- **Exercise**
Look through the records below for the line holding "pub mod health;". Write it out exactly, with each following line through the line holding "let dir = tempfile::tempdir().unwrap();".

- **Dataset**

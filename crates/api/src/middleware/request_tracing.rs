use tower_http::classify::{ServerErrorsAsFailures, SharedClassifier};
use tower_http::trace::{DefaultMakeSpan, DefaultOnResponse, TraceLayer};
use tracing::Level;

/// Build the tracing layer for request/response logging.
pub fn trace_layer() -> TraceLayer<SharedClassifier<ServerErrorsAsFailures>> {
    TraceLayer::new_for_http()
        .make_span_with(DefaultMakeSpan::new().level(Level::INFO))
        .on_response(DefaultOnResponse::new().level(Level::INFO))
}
* * *
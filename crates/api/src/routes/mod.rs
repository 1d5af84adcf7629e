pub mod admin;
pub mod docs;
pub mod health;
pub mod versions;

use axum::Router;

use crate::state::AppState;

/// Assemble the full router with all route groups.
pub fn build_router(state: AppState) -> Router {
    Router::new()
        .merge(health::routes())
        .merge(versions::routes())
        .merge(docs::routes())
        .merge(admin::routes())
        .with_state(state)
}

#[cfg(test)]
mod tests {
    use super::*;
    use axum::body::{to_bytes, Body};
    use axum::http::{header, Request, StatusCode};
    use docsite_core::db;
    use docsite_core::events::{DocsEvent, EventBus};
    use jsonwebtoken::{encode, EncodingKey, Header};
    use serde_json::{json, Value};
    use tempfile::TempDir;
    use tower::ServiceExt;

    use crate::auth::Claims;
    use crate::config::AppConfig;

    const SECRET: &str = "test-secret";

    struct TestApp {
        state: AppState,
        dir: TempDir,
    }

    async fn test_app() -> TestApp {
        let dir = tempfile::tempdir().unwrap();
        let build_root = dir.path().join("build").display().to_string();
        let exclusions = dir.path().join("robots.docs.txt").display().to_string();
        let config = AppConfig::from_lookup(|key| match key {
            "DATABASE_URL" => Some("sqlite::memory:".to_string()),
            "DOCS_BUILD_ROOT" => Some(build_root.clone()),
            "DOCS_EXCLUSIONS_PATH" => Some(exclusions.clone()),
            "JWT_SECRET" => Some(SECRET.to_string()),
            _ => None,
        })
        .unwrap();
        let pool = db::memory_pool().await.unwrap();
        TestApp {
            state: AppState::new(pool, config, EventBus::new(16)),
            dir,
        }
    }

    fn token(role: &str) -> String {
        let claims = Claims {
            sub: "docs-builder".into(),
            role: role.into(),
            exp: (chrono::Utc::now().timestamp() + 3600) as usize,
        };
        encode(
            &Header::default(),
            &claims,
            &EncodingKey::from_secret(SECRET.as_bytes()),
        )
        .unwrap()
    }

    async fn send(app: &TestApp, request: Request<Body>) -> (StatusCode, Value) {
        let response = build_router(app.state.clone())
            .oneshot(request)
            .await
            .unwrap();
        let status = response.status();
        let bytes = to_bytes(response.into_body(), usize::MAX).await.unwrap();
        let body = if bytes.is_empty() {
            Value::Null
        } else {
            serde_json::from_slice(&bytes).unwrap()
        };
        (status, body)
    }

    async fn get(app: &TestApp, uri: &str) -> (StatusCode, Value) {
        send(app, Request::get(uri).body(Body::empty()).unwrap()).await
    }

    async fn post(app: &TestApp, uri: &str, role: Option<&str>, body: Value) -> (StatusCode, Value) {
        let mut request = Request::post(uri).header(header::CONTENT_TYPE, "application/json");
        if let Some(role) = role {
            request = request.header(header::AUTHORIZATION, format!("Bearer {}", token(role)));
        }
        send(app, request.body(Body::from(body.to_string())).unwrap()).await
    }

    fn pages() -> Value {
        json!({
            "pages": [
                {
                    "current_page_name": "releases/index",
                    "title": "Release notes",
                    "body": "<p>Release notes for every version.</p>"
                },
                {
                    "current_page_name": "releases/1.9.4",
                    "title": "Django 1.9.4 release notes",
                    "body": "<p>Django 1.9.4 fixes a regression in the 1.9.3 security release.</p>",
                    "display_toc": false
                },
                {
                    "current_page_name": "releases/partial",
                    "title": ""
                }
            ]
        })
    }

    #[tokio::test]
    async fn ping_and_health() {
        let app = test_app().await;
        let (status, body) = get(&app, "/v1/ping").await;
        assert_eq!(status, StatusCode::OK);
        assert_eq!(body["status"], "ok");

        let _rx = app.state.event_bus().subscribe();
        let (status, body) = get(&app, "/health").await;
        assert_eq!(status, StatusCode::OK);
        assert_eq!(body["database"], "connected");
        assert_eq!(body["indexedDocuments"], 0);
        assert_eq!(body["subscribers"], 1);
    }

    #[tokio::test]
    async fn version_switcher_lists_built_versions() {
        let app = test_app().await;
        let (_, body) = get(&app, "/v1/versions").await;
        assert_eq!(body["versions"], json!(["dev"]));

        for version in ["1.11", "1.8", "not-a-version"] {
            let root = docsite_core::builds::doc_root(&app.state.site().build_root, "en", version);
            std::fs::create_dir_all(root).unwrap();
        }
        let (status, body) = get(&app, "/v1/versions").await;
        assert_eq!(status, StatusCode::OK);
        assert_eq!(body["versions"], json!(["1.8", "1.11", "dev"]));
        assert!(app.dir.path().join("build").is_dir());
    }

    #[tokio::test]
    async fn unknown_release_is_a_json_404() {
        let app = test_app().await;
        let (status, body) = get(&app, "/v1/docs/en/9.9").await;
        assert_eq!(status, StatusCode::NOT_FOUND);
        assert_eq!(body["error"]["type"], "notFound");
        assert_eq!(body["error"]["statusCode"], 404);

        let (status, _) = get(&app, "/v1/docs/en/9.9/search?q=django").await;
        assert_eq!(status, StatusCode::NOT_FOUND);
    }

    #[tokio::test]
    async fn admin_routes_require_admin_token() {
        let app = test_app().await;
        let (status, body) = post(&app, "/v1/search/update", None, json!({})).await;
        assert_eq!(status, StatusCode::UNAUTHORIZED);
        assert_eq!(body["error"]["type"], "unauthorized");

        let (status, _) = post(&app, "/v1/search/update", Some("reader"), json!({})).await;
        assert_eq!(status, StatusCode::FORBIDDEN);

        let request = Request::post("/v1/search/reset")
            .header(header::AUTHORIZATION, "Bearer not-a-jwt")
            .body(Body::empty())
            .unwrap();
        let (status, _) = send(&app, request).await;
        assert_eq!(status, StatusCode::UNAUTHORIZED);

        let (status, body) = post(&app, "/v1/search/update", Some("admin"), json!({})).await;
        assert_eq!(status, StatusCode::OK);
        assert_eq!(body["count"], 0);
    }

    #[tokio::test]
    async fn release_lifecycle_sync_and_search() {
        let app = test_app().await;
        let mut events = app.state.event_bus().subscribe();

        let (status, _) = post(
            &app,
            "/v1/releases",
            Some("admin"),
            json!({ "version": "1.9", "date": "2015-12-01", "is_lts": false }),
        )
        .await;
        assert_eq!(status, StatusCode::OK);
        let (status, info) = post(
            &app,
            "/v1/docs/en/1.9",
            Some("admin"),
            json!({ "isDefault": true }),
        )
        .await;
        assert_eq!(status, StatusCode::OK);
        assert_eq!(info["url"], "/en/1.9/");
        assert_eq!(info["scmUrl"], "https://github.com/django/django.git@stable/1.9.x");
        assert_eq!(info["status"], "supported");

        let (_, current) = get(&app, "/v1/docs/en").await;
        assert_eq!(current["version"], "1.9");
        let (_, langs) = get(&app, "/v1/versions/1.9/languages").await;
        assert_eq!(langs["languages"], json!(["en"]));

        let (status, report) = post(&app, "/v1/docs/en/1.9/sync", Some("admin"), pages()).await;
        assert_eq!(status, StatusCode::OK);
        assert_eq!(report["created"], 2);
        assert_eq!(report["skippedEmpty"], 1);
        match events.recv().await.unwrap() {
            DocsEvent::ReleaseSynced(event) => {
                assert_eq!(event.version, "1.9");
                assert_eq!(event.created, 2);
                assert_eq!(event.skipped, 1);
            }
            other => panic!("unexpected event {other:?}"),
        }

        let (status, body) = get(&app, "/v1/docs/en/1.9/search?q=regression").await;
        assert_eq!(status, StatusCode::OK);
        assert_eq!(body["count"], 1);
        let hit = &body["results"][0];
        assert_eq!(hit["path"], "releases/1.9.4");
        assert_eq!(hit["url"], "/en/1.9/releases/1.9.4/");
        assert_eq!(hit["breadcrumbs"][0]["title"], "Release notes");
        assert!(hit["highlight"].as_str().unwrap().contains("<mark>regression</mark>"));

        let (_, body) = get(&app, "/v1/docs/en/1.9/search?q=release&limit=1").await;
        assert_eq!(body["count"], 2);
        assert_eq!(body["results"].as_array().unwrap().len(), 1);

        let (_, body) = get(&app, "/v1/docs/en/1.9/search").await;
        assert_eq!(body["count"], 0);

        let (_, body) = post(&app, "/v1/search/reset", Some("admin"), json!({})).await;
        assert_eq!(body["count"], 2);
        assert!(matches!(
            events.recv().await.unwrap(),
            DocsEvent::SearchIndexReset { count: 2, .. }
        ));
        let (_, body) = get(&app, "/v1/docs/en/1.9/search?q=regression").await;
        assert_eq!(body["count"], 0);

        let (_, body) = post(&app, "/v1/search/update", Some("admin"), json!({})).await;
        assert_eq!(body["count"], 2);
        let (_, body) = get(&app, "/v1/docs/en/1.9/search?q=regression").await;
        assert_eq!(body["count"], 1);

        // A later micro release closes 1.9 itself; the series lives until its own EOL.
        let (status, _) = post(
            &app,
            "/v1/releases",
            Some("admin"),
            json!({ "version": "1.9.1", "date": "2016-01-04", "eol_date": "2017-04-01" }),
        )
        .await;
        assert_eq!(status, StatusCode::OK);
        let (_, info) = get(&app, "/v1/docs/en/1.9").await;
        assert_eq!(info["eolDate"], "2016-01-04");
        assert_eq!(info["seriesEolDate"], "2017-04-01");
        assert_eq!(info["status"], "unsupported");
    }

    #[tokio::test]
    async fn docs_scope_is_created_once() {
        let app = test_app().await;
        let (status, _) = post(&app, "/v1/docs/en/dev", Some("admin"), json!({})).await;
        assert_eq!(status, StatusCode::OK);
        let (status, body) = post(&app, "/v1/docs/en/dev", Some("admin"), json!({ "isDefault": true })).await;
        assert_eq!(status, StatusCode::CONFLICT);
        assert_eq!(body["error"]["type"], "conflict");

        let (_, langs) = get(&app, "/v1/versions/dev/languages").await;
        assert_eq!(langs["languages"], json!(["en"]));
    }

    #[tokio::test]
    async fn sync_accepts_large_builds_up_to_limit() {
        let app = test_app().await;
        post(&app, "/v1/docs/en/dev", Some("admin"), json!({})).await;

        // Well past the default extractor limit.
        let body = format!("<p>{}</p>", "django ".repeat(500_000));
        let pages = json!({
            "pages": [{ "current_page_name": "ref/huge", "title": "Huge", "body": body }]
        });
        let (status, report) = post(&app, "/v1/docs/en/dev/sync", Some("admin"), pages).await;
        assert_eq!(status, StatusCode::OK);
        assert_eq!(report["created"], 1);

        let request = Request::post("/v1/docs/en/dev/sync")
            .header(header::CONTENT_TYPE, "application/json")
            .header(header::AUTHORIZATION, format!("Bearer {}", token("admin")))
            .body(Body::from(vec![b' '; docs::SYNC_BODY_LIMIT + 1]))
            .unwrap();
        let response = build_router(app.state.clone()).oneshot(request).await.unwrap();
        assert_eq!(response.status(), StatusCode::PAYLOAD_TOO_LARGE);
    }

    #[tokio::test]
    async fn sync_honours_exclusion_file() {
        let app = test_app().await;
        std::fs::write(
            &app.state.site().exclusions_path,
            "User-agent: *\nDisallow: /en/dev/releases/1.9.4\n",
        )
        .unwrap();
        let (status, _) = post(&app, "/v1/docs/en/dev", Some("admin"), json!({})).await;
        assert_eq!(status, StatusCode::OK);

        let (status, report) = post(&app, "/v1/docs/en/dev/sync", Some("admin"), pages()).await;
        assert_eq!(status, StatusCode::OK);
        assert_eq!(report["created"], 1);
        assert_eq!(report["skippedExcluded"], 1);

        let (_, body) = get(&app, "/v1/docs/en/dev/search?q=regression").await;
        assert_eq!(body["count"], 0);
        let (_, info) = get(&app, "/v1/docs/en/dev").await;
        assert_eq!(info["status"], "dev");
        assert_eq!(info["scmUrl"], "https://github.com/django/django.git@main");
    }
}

- **Final answer**
pub mod health;
pub mod versions;

use axum::Router;

use crate::state::AppState;

/// Assemble the full router with all route groups.
pub fn build_router(state: AppState) -> Router {
    Router::new()
        .merge(health::routes())
        .merge(versions::routes())
        .merge(docs::routes())
        .merge(admin::routes())
        .with_state(state)
}

#[cfg(test)]
mod tests {
    use super::*;
    use axum::body::{to_bytes, Body};
    use axum::http::{header, Request, StatusCode};
    use docsite_core::db;
    use docsite_core::events::{DocsEvent, EventBus};
    use jsonwebtoken::{encode, EncodingKey, Header};
    use serde_json::{json, Value};
    use tempfile::TempDir;
    use tower::ServiceExt;

    use crate::auth::Claims;
    use crate::config::AppConfig;

    const SECRET: &str = "test-secret";

    struct TestApp {
        state: AppState,
        dir: TempDir,
    }

    async fn test_app() -> TestApp {
        let dir = tempfile::tempdir().unwrap();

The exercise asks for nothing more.